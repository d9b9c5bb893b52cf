// End-to-end tests driving ingest -> monitor -> notify through the public
// library surface, against `InMemoryStore` and small local HTTP receivers
// standing in for a subscriber's webhook endpoint.

use std::collections::{HashMap, HashSet};
use std::sync::atomic::{AtomicUsize, Ordering};
use std::sync::Arc;
use std::time::Duration;

use axum::body::Body;
use axum::extract::State;
use axum::http::{Request, StatusCode};
use axum::response::IntoResponse;
use axum::routing::post;
use axum::Router;
use parking_lot::Mutex;
use tower::ServiceExt;
use uuid::Uuid;

use aurora_bridge::app_state::AppState;
use aurora_bridge::config::BridgeConfig;
use aurora_bridge::model::{Provider, WebhookSubscription};
use aurora_bridge::monitor;
use aurora_bridge::notify::DeliveryWorker;
use aurora_bridge::persistence::memory::InMemoryStore;
use aurora_bridge::persistence::PersistenceStore;
use aurora_bridge::price::adapter::PriceAdapter;
use aurora_bridge::price::cache::{PriceCache, PriceQuote};
use aurora_bridge::types::{AssetClass, Direction, EventKind, SignalStatus};

struct NullPriceAdapter;

#[async_trait::async_trait]
impl PriceAdapter for NullPriceAdapter {
    async fn fetch(&self, _symbol: &str, _hint: Option<AssetClass>) -> Option<PriceQuote> {
        None
    }
    async fn fetch_batch(&self, _symbols: &[String]) -> HashMap<String, PriceQuote> {
        HashMap::new()
    }
}

fn test_state() -> Arc<AppState> {
    let store: Arc<dyn PersistenceStore> = Arc::new(InMemoryStore::default());
    let cache = Arc::new(PriceCache::new(Duration::from_secs(10)));
    let adapter: Arc<dyn PriceAdapter> = Arc::new(NullPriceAdapter);
    AppState::new(BridgeConfig::default(), store, cache, adapter)
}

async fn spawn_recording_receiver() -> (String, Arc<Mutex<Vec<String>>>) {
    let received: Arc<Mutex<Vec<String>>> = Arc::new(Mutex::new(Vec::new()));
    let received_clone = received.clone();

    async fn handler(
        State(received): State<Arc<Mutex<Vec<String>>>>,
        body: axum::body::Bytes,
    ) -> impl IntoResponse {
        received.lock().push(String::from_utf8_lossy(&body).to_string());
        StatusCode::OK
    }

    let app = Router::new().route("/hook", post(handler)).with_state(received_clone);
    let listener = tokio::net::TcpListener::bind("127.0.0.1:0").await.unwrap();
    let addr = listener.local_addr().unwrap();
    tokio::spawn(async move {
        axum::serve(listener, app).await.ok();
    });
    (format!("http://{addr}/hook"), received)
}

async fn spawn_flaky_receiver(fail_count: usize) -> (String, Arc<AtomicUsize>) {
    let calls = Arc::new(AtomicUsize::new(0));
    let calls_clone = calls.clone();

    async fn handler(
        State((calls, fail_count)): State<(Arc<AtomicUsize>, usize)>,
    ) -> impl IntoResponse {
        let n = calls.fetch_add(1, Ordering::SeqCst);
        if n < fail_count {
            StatusCode::INTERNAL_SERVER_ERROR
        } else {
            StatusCode::OK
        }
    }

    let app = Router::new()
        .route("/hook", post(handler))
        .with_state((calls_clone, fail_count));
    let listener = tokio::net::TcpListener::bind("127.0.0.1:0").await.unwrap();
    let addr = listener.local_addr().unwrap();
    tokio::spawn(async move {
        axum::serve(listener, app).await.ok();
    });
    (format!("http://{addr}/hook"), calls)
}

async fn read_body(response: axum::response::Response) -> serde_json::Value {
    let bytes = axum::body::to_bytes(response.into_body(), usize::MAX).await.unwrap();
    serde_json::from_slice(&bytes).unwrap()
}

/// LONG crypto signal, walked through ENTRY -> TP1 -> TP2 -> TP3 via the
/// public `monitor::process_hit`, and observed on a local webhook receiver.
#[tokio::test]
async fn long_crypto_signal_reaches_full_win_and_notifies() {
    let state = test_state();

    let (provider, _raw_key) = Provider::create("TestProvider");
    state.store.insert_provider(provider.clone()).await.unwrap();

    let (hook_url, received) = spawn_recording_receiver().await;
    let subscription = WebhookSubscription::new(
        provider.id,
        hook_url,
        HashSet::from([
            EventKind::EntryHit,
            EventKind::Tp1Hit,
            EventKind::Tp2Hit,
            EventKind::Tp3Hit,
        ]),
    );
    state.store.insert_subscription(subscription).await.unwrap();

    let app = aurora_bridge::api::router(state.clone());
    let body = serde_json::json!({
        "symbol": "BTCUSDT",
        "direction": "LONG",
        "entry": 100.0,
        "sl": 95.0,
        "tp1": 110.0,
        "tp2": 120.0,
        "tp3": 130.0,
    });
    let request = Request::builder()
        .method("POST")
        .uri("/webhook/tradingview")
        .header("content-type", "application/json")
        .header("X-API-Key", "irrelevant-falls-through-to-oldest-active")
        .body(Body::from(body.to_string()))
        .unwrap();
    let response = app.clone().oneshot(request).await.unwrap();
    assert_eq!(response.status(), StatusCode::OK);
    let parsed = read_body(response).await;
    let signal_id: Uuid = parsed["signal_id"].as_str().unwrap().parse().unwrap();

    let mut signal = state.store.get_signal(signal_id).await.unwrap().unwrap();
    assert_eq!(signal.status, SignalStatus::Pending);

    monitor::process_hit(&state, &mut signal, EventKind::EntryHit, 100.0).await.unwrap();
    assert_eq!(signal.status, SignalStatus::Active);
    monitor::process_hit(&state, &mut signal, EventKind::Tp1Hit, 110.0).await.unwrap();
    assert_eq!(signal.status, SignalStatus::Tp1Hit);
    monitor::process_hit(&state, &mut signal, EventKind::Tp2Hit, 120.0).await.unwrap();
    assert_eq!(signal.status, SignalStatus::Tp2Hit);
    monitor::process_hit(&state, &mut signal, EventKind::Tp3Hit, 130.0).await.unwrap();
    assert_eq!(signal.status, SignalStatus::Tp3Hit);
    // TP3_HIT is a win outcome but, per the state machine, not a formally
    // terminal status — it can still collapse to CLOSED.
    assert!(!signal.status.is_terminal());
    assert_eq!(signal.r_value, Some(6.0));

    let events = state.store.events_for_signal(signal_id).await.unwrap();
    let outcome = aurora_bridge::outcome::resolve(&signal, &events);
    assert_eq!(outcome.tp_levels_hit, vec![1, 2, 3]);
    assert_eq!(outcome.result, aurora_bridge::types::OutcomeResult::Win);

    // notification delivery is spawned fire-and-forget from process_hit;
    // give the background tasks a moment to land.
    tokio::time::sleep(Duration::from_millis(200)).await;
    let bodies = received.lock().clone();
    assert_eq!(bodies.len(), 4);
    assert!(bodies[0].contains("ENTRY_HIT"));
    assert!(bodies[3].contains("TP3_HIT"));
}

/// A signal whose RR ratio is below the configured minimum is rejected with
/// a 422 and never reaches the store as anything but INVALID.
#[tokio::test]
async fn low_rr_ratio_signal_is_rejected_with_422() {
    let state = test_state();
    let app = aurora_bridge::api::router(state.clone());

    let body = serde_json::json!({
        "symbol": "ESZ4",
        "direction": "LONG",
        "entry": 4500.0,
        "sl": 4480.0,
        "tp1": 4505.0,
    });
    let request = Request::builder()
        .method("POST")
        .uri("/webhook/tradingview")
        .header("content-type", "application/json")
        .body(Body::from(body.to_string()))
        .unwrap();
    let response = app.oneshot(request).await.unwrap();
    assert_eq!(response.status(), StatusCode::UNPROCESSABLE_ENTITY);
    let parsed = read_body(response).await;
    assert!(parsed["errors"].as_array().unwrap().iter().any(|e| e.as_str().unwrap().contains("rr_ratio")));
}

/// A signal with inverted price ordering (tp1 below entry on a LONG) still
/// constructs and persists as INVALID via the validator, rather than being
/// rejected pre-persistence as malformed.
#[tokio::test]
async fn inverted_ordering_signal_persists_as_invalid_with_422() {
    let state = test_state();
    let app = aurora_bridge::api::router(state.clone());

    let body = serde_json::json!({
        "symbol": "BTCUSDT",
        "direction": "LONG",
        "entry": 100.0,
        "sl": 95.0,
        "tp1": 90.0,
    });
    let request = Request::builder()
        .method("POST")
        .uri("/webhook/tradingview")
        .header("content-type", "application/json")
        .body(Body::from(body.to_string()))
        .unwrap();
    let response = app.oneshot(request).await.unwrap();
    assert_eq!(response.status(), StatusCode::UNPROCESSABLE_ENTITY);
    let parsed = read_body(response).await;
    assert!(parsed["errors"].as_array().unwrap().iter().any(|e| e.as_str().unwrap().contains("tp1")));

    let signals = state
        .store
        .select_signals(aurora_bridge::persistence::SignalFilter::default())
        .await
        .unwrap();
    assert_eq!(signals.len(), 1);
    assert_eq!(signals[0].status, SignalStatus::Invalid);
}

/// A signal that hits TP1 and is later MANUAL_CLOSEd (no SL) resolves as a
/// WIN, not a PARTIAL — reaching any TP with no SL is a win regardless of
/// whether it was later closed out manually.
#[tokio::test]
async fn tp_hit_then_manual_close_resolves_as_win() {
    let state = test_state();

    let (provider, _raw_key) = Provider::create("ManualCloseProvider");
    state.store.insert_provider(provider.clone()).await.unwrap();

    let mut signal = aurora_bridge::model::Signal::new(
        provider.id,
        "BTCUSDT".into(),
        AssetClass::Crypto,
        Direction::Long,
        100.0,
        95.0,
        110.0,
        Some(120.0),
        None,
        chrono::Utc::now(),
        serde_json::json!({}),
        None,
        None,
    )
    .unwrap();
    signal.status = SignalStatus::Active;
    state.store.insert_signal(signal.clone()).await.unwrap();

    monitor::process_hit(&state, &mut signal, EventKind::Tp1Hit, 110.0).await.unwrap();
    assert_eq!(signal.status, SignalStatus::Tp1Hit);

    monitor::process_hit(&state, &mut signal, EventKind::ManualClose, 115.0).await.unwrap();
    assert_eq!(signal.status, SignalStatus::Closed);

    let events = state.store.events_for_signal(signal.id).await.unwrap();
    let outcome = aurora_bridge::outcome::resolve(&signal, &events);
    assert_eq!(outcome.result, aurora_bridge::types::OutcomeResult::Win);
}

/// SHORT forex alert delivered as free text, including an emoji a human
/// trader would paste in, parses correctly and is accepted.
#[tokio::test]
async fn short_forex_text_alert_with_emoji_is_accepted() {
    let state = test_state();
    let app = aurora_bridge::api::router(state.clone());

    let text = "🔻 SELL Symbol: EURUSD Entry: 1.1000 Stop Loss: 1.1050 \
                Take Profit 1: 1.0950 Take Profit 2: 1.0900 🚀";
    let body = serde_json::json!({ "body": text });
    let request = Request::builder()
        .method("POST")
        .uri("/webhook/tradingview")
        .header("content-type", "application/json")
        .body(Body::from(body.to_string()))
        .unwrap();
    let response = app.oneshot(request).await.unwrap();
    assert_eq!(response.status(), StatusCode::OK);
    let parsed = read_body(response).await;
    assert_eq!(parsed["symbol"], "EURUSD");
    assert_eq!(parsed["direction"], "SHORT");
}

/// A flaky receiver that fails twice then succeeds is still delivered to,
/// using the configured retry schedule (shortened here so the test does not
/// actually wait on real minute-scale backoffs).
#[tokio::test]
async fn webhook_delivery_retries_past_transient_failures() {
    let (hook_url, calls) = spawn_flaky_receiver(2).await;
    let provider_id = Uuid::new_v4();
    let subscription = WebhookSubscription::new(provider_id, hook_url, HashSet::new());

    let worker = DeliveryWorker::new(Duration::from_secs(5));
    let mut config = BridgeConfig::default();
    config.webhook_retry_delays_secs = vec![0, 0];

    let outcome = worker
        .deliver_with_retry(&subscription, Uuid::new_v4(), "{}", "dev-secret", &config)
        .await;

    assert!(outcome.success);
    assert_eq!(outcome.attempts, 3);
    assert_eq!(calls.load(Ordering::SeqCst), 3);
}

/// A subscription past the circuit-breaker threshold is skipped entirely:
/// no HTTP attempt, no delivery log entry.
#[tokio::test]
async fn circuit_broken_subscription_is_skipped_without_logging() {
    let state = test_state();

    let (provider, _raw_key) = Provider::create("CircuitTestProvider");
    state.store.insert_provider(provider.clone()).await.unwrap();

    let (hook_url, calls) = spawn_flaky_receiver(0).await;
    let mut subscription = WebhookSubscription::new(provider.id, hook_url, HashSet::from([EventKind::SlHit]));
    subscription.consecutive_failures = state.config.read().max_consecutive_failures;
    state.store.insert_subscription(subscription).await.unwrap();

    let mut signal = aurora_bridge::model::Signal::new(
        provider.id,
        "BTCUSDT".into(),
        AssetClass::Crypto,
        Direction::Long,
        100.0,
        95.0,
        110.0,
        None,
        None,
        chrono::Utc::now(),
        serde_json::json!({}),
        None,
        None,
    )
    .unwrap();
    signal.status = SignalStatus::Active;
    state.store.insert_signal(signal.clone()).await.unwrap();

    monitor::process_hit(&state, &mut signal, EventKind::SlHit, 95.0).await.unwrap();
    tokio::time::sleep(Duration::from_millis(150)).await;

    assert_eq!(calls.load(Ordering::SeqCst), 0);
}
■ ■ ■ ■
• [REQUIRED WORK]
Wherever the word "BridgeConfig" appears in the records above, copy that line.

• [TASK RESULT]
use aurora_bridge::config::BridgeConfig;
    AppState::new(BridgeConfig::default(), store, cache, adapter)
    let mut config = BridgeConfig::default();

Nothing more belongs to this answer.